Questions/Réponses

Questions et réponses sur la sécurité alimentaire

En raison des récentes variations enregistrées sur les prix des denrées alimentaires, environ un milliard de personnes sont menacées par la faim. En outre, le changement climatique ainsi que la spéculation endémique sur les matières premières et le déficit en matière de protection sociale contribuent à une insécurité alimentaire croissante, provoquant la faim, la pauvreté et même une hausse du travail des enfants. BIT en ligne s’est entretenu avec Marva Corley-Coulibaly et Uma Rani Amara, économistes de l’Institut international d’études sociales de l’OIT pour évoquer l’inquiétant problème de l’insécurité alimentaire et les mesures à prendre d’urgence pour faire face à la crise.

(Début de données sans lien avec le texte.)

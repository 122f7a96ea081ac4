//! HTTP conventions shared by the blob API routes and the backends that
//! talk to other instances (relay, peer, on-demand replication).

use data_model::{BlobError, BlobId, NamespaceId};
use reqwest::StatusCode;
use serde::{Deserialize, Serialize};
use url::Url;

/// Set to `false` on a GET to stop the receiving instance from replicating
/// the blob from other regions.
pub const ON_DEMAND_REPLICATION_HEADER: &str = "x-blob-on-demand-replication";

/// Set to `true` so the receiving instance does not fan the request out to
/// its own peers.
pub const SKIP_PEERS_HEADER: &str = "x-blob-skip-peers";

pub const HEALTH_LIVE_PATH: &str = "/health/live";

/// Body of the `.../redirect` endpoints. They answer `204 No Content` when
/// the serving store cannot presign.
#[derive(Debug, Clone, Serialize, Deserialize, PartialEq, Eq)]
pub struct RedirectUri {
    pub uri: Url,
}

pub fn namespace_url(base: &Url, ns: &NamespaceId) -> Result<Url, BlobError> {
    base.join(&format!("api/v1/blobs/{}", ns))
        .map_err(|e| BlobError::invalid_input(format!("invalid base url {}: {}", base, e)))
}

pub fn blob_url(base: &Url, ns: &NamespaceId, blob: &BlobId) -> Result<Url, BlobError> {
    base.join(&format!("api/v1/blobs/{}/{}", ns, blob))
        .map_err(|e| BlobError::invalid_input(format!("invalid base url {}: {}", base, e)))
}

pub fn blob_sub_url(
    base: &Url,
    ns: &NamespaceId,
    blob: &BlobId,
    suffix: &str,
) -> Result<Url, BlobError> {
    base.join(&format!("api/v1/blobs/{}/{}/{}", ns, blob, suffix))
        .map_err(|e| BlobError::invalid_input(format!("invalid base url {}: {}", base, e)))
}

/// Map a non-success status from another instance onto the error taxonomy.
pub fn error_from_status(
    status: StatusCode,
    body: String,
    ns: &NamespaceId,
    blob: Option<&BlobId>,
) -> BlobError {
    match status {
        StatusCode::NOT_FOUND => match blob {
            Some(blob) => BlobError::blob_not_found(ns, blob),
            None => BlobError::namespace_not_found(ns),
        },
        StatusCode::TOO_MANY_REQUESTS => BlobError::TooManyRequests {
            source: anyhow::anyhow!("upstream returned {}: {}", status, body),
        },
        StatusCode::BAD_REQUEST => BlobError::invalid_input(body),
        _ => BlobError::network(anyhow::anyhow!("upstream returned {}: {}", status, body)),
    }
}
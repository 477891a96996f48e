//! Render coordination configuration.

use std::time::Duration;

use serde::Deserialize;

/// Tuning knobs for the render coordinator.
///
/// The default waits unboundedly at the join barrier: a stalled renderer
/// stalls the whole composite. Hosts that cannot tolerate that set
/// `module_timeout_ms`; a render that exceeds the limit is omitted from the
/// output exactly like a failed one.
#[derive(Debug, Clone, Default, Deserialize)]
#[serde(default)]
pub struct RenderConfig {
    /// Per-module render timeout in milliseconds. `None` waits indefinitely.
    pub module_timeout_ms: Option<u64>,
}

impl RenderConfig {
    pub fn module_timeout(&self) -> Option<Duration> {
        self.module_timeout_ms.map(Duration::from_millis)
    }
}
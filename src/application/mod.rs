//! Application layer services.

pub mod render;
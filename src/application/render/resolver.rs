use std::collections::HashMap;

use async_trait::async_trait;

use crate::domain::composites::{Composite, CompositeError};

/// Locates a named composite and yields its ordered modules.
///
/// The contract is lookup-or-absent: an unknown name is `None`, never an
/// error. Hosts back this with whatever content tree they have; matching is
/// expected to be case-insensitive.
#[async_trait]
pub trait CompositeResolver: Send + Sync {
    async fn resolve(&self, name: &str) -> Option<Composite>;
}

/// In-memory resolver for hosts with a fixed composite set, and for tests.
///
/// Composites are validated on insert, so identity uniqueness holds for
/// everything this resolver hands out.
#[derive(Default, Clone)]
pub struct StaticComposites {
    inner: HashMap<String, Composite>,
}

impl StaticComposites {
    pub fn new() -> Self {
        Self {
            inner: HashMap::new(),
        }
    }

    pub fn insert(&mut self, composite: Composite) -> Result<(), CompositeError> {
        composite.validate()?;
        self.inner
            .insert(composite.name.trim().to_lowercase(), composite);
        Ok(())
    }

    pub fn len(&self) -> usize {
        self.inner.len()
    }

    pub fn is_empty(&self) -> bool {
        self.inner.is_empty()
    }
}

#[async_trait]
impl CompositeResolver for StaticComposites {
    async fn resolve(&self, name: &str) -> Option<Composite> {
        self.inner.get(&name.trim().to_lowercase()).cloned()
    }
}
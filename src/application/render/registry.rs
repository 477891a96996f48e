use std::{collections::HashMap, sync::Arc};

use super::types::ModuleRenderer;

/// Maps a module type tag to a renderer implementation.
///
/// A `None` lookup is not fatal: the coordinator treats the module as failed
/// and renders the rest of the composite.
pub trait RendererRegistry: Send + Sync {
    fn renderer_for(&self, type_tag: &str) -> Option<Arc<dyn ModuleRenderer>>;
}

/// Canonical form of a type tag used for registry keys.
///
/// Editors capitalise content-type aliases inconsistently, so tags match
/// after trimming and ASCII lowercasing.
pub fn normalize_type_tag(tag: &str) -> String {
    tag.trim().to_ascii_lowercase()
}

/// In-memory registry backed by a `HashMap`, populated once at startup.
#[derive(Default, Clone)]
pub struct RendererMap {
    inner: HashMap<String, Arc<dyn ModuleRenderer>>,
}

impl RendererMap {
    pub fn new() -> Self {
        Self {
            inner: HashMap::new(),
        }
    }

    pub fn register(&mut self, type_tag: impl AsRef<str>, renderer: Arc<dyn ModuleRenderer>) {
        self.inner
            .insert(normalize_type_tag(type_tag.as_ref()), renderer);
    }

    pub fn with(mut self, type_tag: impl AsRef<str>, renderer: Arc<dyn ModuleRenderer>) -> Self {
        self.register(type_tag, renderer);
        self
    }

    pub fn len(&self) -> usize {
        self.inner.len()
    }

    pub fn is_empty(&self) -> bool {
        self.inner.is_empty()
    }
}

impl RendererRegistry for RendererMap {
    fn renderer_for(&self, type_tag: &str) -> Option<Arc<dyn ModuleRenderer>> {
        self.inner.get(&normalize_type_tag(type_tag)).cloned()
    }
}
//! Concurrent composite renderer for content-driven pages.
//!
//! A composite is a named container whose immediate children (content
//! modules) are rendered as one aggregated unit. The coordinator dispatches
//! one render task per module, waits for all of them at a single join
//! barrier, and reassembles the fragments in the order the resolver declared
//! them, omitting modules whose render failed or produced nothing.
//!
//! The crate owns only the fan-out/fan-in core. Locating composites in a
//! content tree ([`application::render::CompositeResolver`]) and mapping a
//! module type tag to a renderer ([`application::render::RendererRegistry`])
//! are boundary traits implemented by the host.

pub mod application;
pub mod domain;
pub mod infra;
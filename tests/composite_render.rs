use std::sync::Arc;
use std::sync::atomic::{AtomicUsize, Ordering};
use std::time::Duration;

use async_trait::async_trait;
use serde_json::json;
use uuid::Uuid;

use mosaico::application::render::{
    ModuleRenderer, RenderConfig, RenderCoordinator, RenderError, RendererMap, RendererRegistry,
    StaticComposites, assemble,
};
use mosaico::domain::composites::{Composite, ContentModule};

/// Renders `<b>{module id}</b>`, optionally sleeping first for the number of
/// milliseconds found in the module's `delay_ms` property.
struct BannerRenderer;

#[async_trait]
impl ModuleRenderer for BannerRenderer {
    async fn render(&self, module: &ContentModule) -> Result<Option<String>, RenderError> {
        if let Some(delay_ms) = module.properties.get("delay_ms").and_then(|v| v.as_u64()) {
            tokio::time::sleep(Duration::from_millis(delay_ms)).await;
        }
        Ok(Some(format!("<b>{}</b>", module.id)))
    }
}

struct FailingRenderer;

#[async_trait]
impl ModuleRenderer for FailingRenderer {
    async fn render(&self, _module: &ContentModule) -> Result<Option<String>, RenderError> {
        Err(RenderError::renderer("upstream data missing"))
    }
}

struct EmptyRenderer;

#[async_trait]
impl ModuleRenderer for EmptyRenderer {
    async fn render(&self, _module: &ContentModule) -> Result<Option<String>, RenderError> {
        Ok(None)
    }
}

struct PanickingRenderer;

#[async_trait]
impl ModuleRenderer for PanickingRenderer {
    async fn render(&self, _module: &ContentModule) -> Result<Option<String>, RenderError> {
        panic!("renderer bug");
    }
}

/// Registry wrapper that counts lookups, to prove the empty-input path never
/// consults the registry.
struct CountingRegistry {
    inner: RendererMap,
    lookups: AtomicUsize,
}

impl RendererRegistry for CountingRegistry {
    fn renderer_for(&self, type_tag: &str) -> Option<Arc<dyn ModuleRenderer>> {
        self.lookups.fetch_add(1, Ordering::SeqCst);
        self.inner.renderer_for(type_tag)
    }
}

fn banner_registry() -> Arc<RendererMap> {
    Arc::new(RendererMap::new().with("banner", Arc::new(BannerRenderer)))
}

fn banner_module() -> ContentModule {
    ContentModule::new("banner")
}

#[tokio::test]
async fn scenario_unknown_module_type_is_omitted_in_place() {
    let coordinator = RenderCoordinator::new(banner_registry());

    let a = banner_module();
    let b = ContentModule::new("unknown");
    let c = banner_module();
    let expected = format!("<b>{}</b><b>{}</b>", a.id, c.id);

    let modules = vec![a, b, c];
    let fragments = coordinator.render_modules("hero", &modules).await;

    assert_eq!(fragments.len(), 2);
    assert_eq!(assemble(&fragments), expected);
}

#[tokio::test(start_paused = true)]
async fn order_matches_input_despite_reversed_completion() {
    let coordinator = RenderCoordinator::new(banner_registry());

    // The first module sleeps longest, so completion order is the reverse of
    // the declared order.
    let modules: Vec<ContentModule> = (0..12)
        .map(|idx| {
            banner_module().with_properties(json!({ "delay_ms": (12 - idx) * 50 }))
        })
        .collect();
    let expected_ids: Vec<Uuid> = modules.iter().map(|m| m.id).collect();

    let fragments = coordinator.render_modules("hero", &modules).await;

    let got_ids: Vec<Uuid> = fragments.iter().map(|f| f.module_id).collect();
    assert_eq!(got_ids, expected_ids);
}

#[tokio::test]
async fn failed_and_empty_modules_shrink_output_silently() {
    let registry = Arc::new(
        RendererMap::new()
            .with("banner", Arc::new(BannerRenderer))
            .with("broken", Arc::new(FailingRenderer))
            .with("blank", Arc::new(EmptyRenderer)),
    );
    let coordinator = RenderCoordinator::new(registry);

    let modules = vec![
        banner_module(),
        ContentModule::new("broken"),
        banner_module(),
        ContentModule::new("blank"),
        banner_module(),
    ];
    let broken_id = modules[1].id;
    let blank_id = modules[3].id;

    let fragments = coordinator.render_modules("hero", &modules).await;

    assert_eq!(fragments.len(), 3);
    assert!(fragments.iter().all(|f| f.module_id != broken_id));
    assert!(fragments.iter().all(|f| f.module_id != blank_id));
}

#[tokio::test]
async fn panicking_renderer_does_not_break_siblings() {
    let registry = Arc::new(
        RendererMap::new()
            .with("banner", Arc::new(BannerRenderer))
            .with("buggy", Arc::new(PanickingRenderer)),
    );
    let coordinator = RenderCoordinator::new(registry);

    let modules = vec![banner_module(), ContentModule::new("buggy"), banner_module()];
    let expected_ids = vec![modules[0].id, modules[2].id];

    let fragments = coordinator.render_modules("hero", &modules).await;

    let got_ids: Vec<Uuid> = fragments.iter().map(|f| f.module_id).collect();
    assert_eq!(got_ids, expected_ids);
}

#[tokio::test]
async fn empty_module_list_skips_dispatch_and_lookups() {
    let registry = Arc::new(CountingRegistry {
        inner: RendererMap::new().with("banner", Arc::new(BannerRenderer)),
        lookups: AtomicUsize::new(0),
    });
    let coordinator = RenderCoordinator::new(Arc::clone(&registry) as Arc<dyn RendererRegistry>);

    let fragments = coordinator.render_modules("hero", &[]).await;

    assert!(fragments.is_empty());
    assert_eq!(registry.lookups.load(Ordering::SeqCst), 0);
}

#[tokio::test]
async fn unknown_composite_name_renders_nothing() {
    let resolver = StaticComposites::new();
    let coordinator = RenderCoordinator::new(banner_registry());

    let output = coordinator.render_composite(&resolver, "sidebar").await;

    assert_eq!(output.html, "");
    assert_eq!(output.rendered, 0);
    assert_eq!(output.omitted, 0);
}

#[tokio::test]
async fn composite_resolution_ignores_name_case() {
    let mut resolver = StaticComposites::new();
    let module = banner_module();
    let expected = format!("<b>{}</b>", module.id);
    resolver
        .insert(Composite::new("Hero Modules").with_module(module))
        .unwrap();

    let coordinator = RenderCoordinator::new(banner_registry());
    let output = coordinator.render_composite(&resolver, "hero modules").await;

    assert_eq!(output.html, expected);
    assert_eq!(output.rendered, 1);
}

#[tokio::test(start_paused = true)]
async fn slow_module_is_omitted_when_timeout_is_configured() {
    let coordinator = RenderCoordinator::with_config(
        banner_registry(),
        RenderConfig {
            module_timeout_ms: Some(100),
        },
    );

    let fast = banner_module().with_properties(json!({ "delay_ms": 10 }));
    let slow = banner_module().with_properties(json!({ "delay_ms": 5_000 }));
    let fast_id = fast.id;

    let fragments = coordinator.render_modules("hero", &[fast, slow]).await;

    assert_eq!(fragments.len(), 1);
    assert_eq!(fragments[0].module_id, fast_id);
}

#[tokio::test(start_paused = true)]
async fn default_config_waits_for_slow_modules() {
    let coordinator = RenderCoordinator::new(banner_registry());

    let slow = banner_module().with_properties(json!({ "delay_ms": 60_000 }));
    let slow_id = slow.id;

    let fragments = coordinator.render_modules("hero", &[slow]).await;

    assert_eq!(fragments.len(), 1);
    assert_eq!(fragments[0].module_id, slow_id);
}

/// A renderer that owns a coordinator of its own and renders a nested
/// composite. Exercises the re-entrancy contract: nested renders share no
/// mutable state with their siblings.
struct NestedCompositeRenderer {
    inner: RenderCoordinator,
    modules: Vec<ContentModule>,
}

#[async_trait]
impl ModuleRenderer for NestedCompositeRenderer {
    async fn render(&self, _module: &ContentModule) -> Result<Option<String>, RenderError> {
        let fragments = self.inner.render_modules("nested", &self.modules).await;
        Ok(Some(format!("<section>{}</section>", assemble(&fragments))))
    }
}

#[tokio::test]
async fn nested_composites_render_within_a_parent_render() {
    let inner_modules = vec![banner_module(), banner_module()];
    let inner_html = format!(
        "<b>{}</b><b>{}</b>",
        inner_modules[0].id, inner_modules[1].id
    );

    let registry = Arc::new(
        RendererMap::new()
            .with("banner", Arc::new(BannerRenderer))
            .with(
                "container",
                Arc::new(NestedCompositeRenderer {
                    inner: RenderCoordinator::new(banner_registry()),
                    modules: inner_modules,
                }),
            ),
    );
    let coordinator = RenderCoordinator::new(registry);

    let leading = banner_module();
    let nested = ContentModule::new("container");
    let expected = format!("<b>{}</b><section>{inner_html}</section>", leading.id);

    let fragments = coordinator.render_modules("page", &[leading, nested]).await;

    assert_eq!(assemble(&fragments), expected);
}

#[tokio::test(flavor = "multi_thread", worker_threads = 8)]
async fn soak_many_modules_keep_exact_identities_and_order() {
    let registry = Arc::new(
        RendererMap::new()
            .with("banner", Arc::new(BannerRenderer))
            .with("broken", Arc::new(FailingRenderer)),
    );
    let coordinator = RenderCoordinator::new(registry);

    for _iteration in 0..25 {
        let modules: Vec<ContentModule> = (0..1_000)
            .map(|idx| {
                if idx % 13 == 0 {
                    ContentModule::new("broken")
                } else {
                    // Staggered sleeps shuffle completion order across runs.
                    banner_module().with_properties(json!({ "delay_ms": (idx * 7) % 20 }))
                }
            })
            .collect();

        let expected_ids: Vec<Uuid> = modules
            .iter()
            .enumerate()
            .filter(|(idx, _)| idx % 13 != 0)
            .map(|(_, m)| m.id)
            .collect();

        let fragments = coordinator.render_modules("soak", &modules).await;

        let got_ids: Vec<Uuid> = fragments.iter().map(|f| f.module_id).collect();
        assert_eq!(got_ids, expected_ids);
    }
}
use async_trait::async_trait;
use serde::{Deserialize, Serialize};
use thiserror::Error;
use uuid::Uuid;

use crate::domain::composites::ContentModule;

/// Output of one module render, keyed by the identity it was rendered for.
#[derive(Debug, Clone, PartialEq, Eq, Serialize, Deserialize)]
pub struct RenderedFragment {
    pub module_id: Uuid,
    pub html: String,
}

/// Structured errors surfaced by module renders.
///
/// These feed tracing and counters only; a failed module is omitted from the
/// assembled output and the error never propagates to the composite caller.
#[derive(Debug, Clone, Error)]
pub enum RenderError {
    #[error("no renderer registered for type tag `{type_tag}`")]
    UnknownType { type_tag: String },
    #[error("renderer failed: {message}")]
    Renderer { message: String },
    #[error("render timed out after {elapsed_ms}ms")]
    TimedOut { elapsed_ms: u64 },
    #[error("render task panicked: {message}")]
    Panicked { message: String },
}

impl RenderError {
    pub fn renderer(message: impl Into<String>) -> Self {
        Self::Renderer {
            message: message.into(),
        }
    }
}

/// Result of one dispatched module render.
#[derive(Debug, Clone)]
pub enum ModuleOutcome {
    Rendered(RenderedFragment),
    /// The renderer ran but produced no content. Omitted without being
    /// counted as a failure.
    Empty,
    Failed(RenderError),
}

/// Renders a single content module into an HTML fragment.
///
/// Implementations must be independent of their siblings: a renderer may
/// suspend arbitrarily (I/O, nested composites) but must not share mutable
/// state with other in-flight renders. `Ok(None)` means the renderer chose
/// to emit nothing for this module.
#[async_trait]
pub trait ModuleRenderer: Send + Sync {
    async fn render(&self, module: &ContentModule) -> Result<Option<String>, RenderError>;
}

Article | 13 décembre 2011

De nombreux facteurs contribuent à la crise actuelle en matière de sécurité alimentaire. Par exemple, quelles sont les répercussions du changement climatique?

A coup sûr, le changement climatique a une influence négative sur les prix des denrées alimentaires et sur la sécurité alimentaire. Des récoltes irrégulières ou insuffisantes en raison des conditions météorologiques alimentent l’instabilité des prix et influent sur la situation financière et de sécurité alimentaire des petits paysans, des éleveurs et des acheteurs finaux, ruraux et urbains. Cela accroît la pauvreté qui peut rapidement toucher l’ensemble de la communauté locale. C’est pourquoi nous devons investir davantage dans l’agriculture durable et prendre en compte la dimension sociale de l’adaptation au changement climatique. Cela comprend des filets de sécurité sociale pour faire face aux chocs à court terme, ainsi que des initiatives à plus long terme pouvant contribuer à l’amélioration de leurs moyens de subsistance et à la gestion des risques. Si l’on n’instaure pas des mesures de ce type pour limiter les conséquences du changement climatique, la situation est susceptible de se détériorer encore.

Quel est l’impact de la hausse des prix alimentaires sur les paysans et les producteurs?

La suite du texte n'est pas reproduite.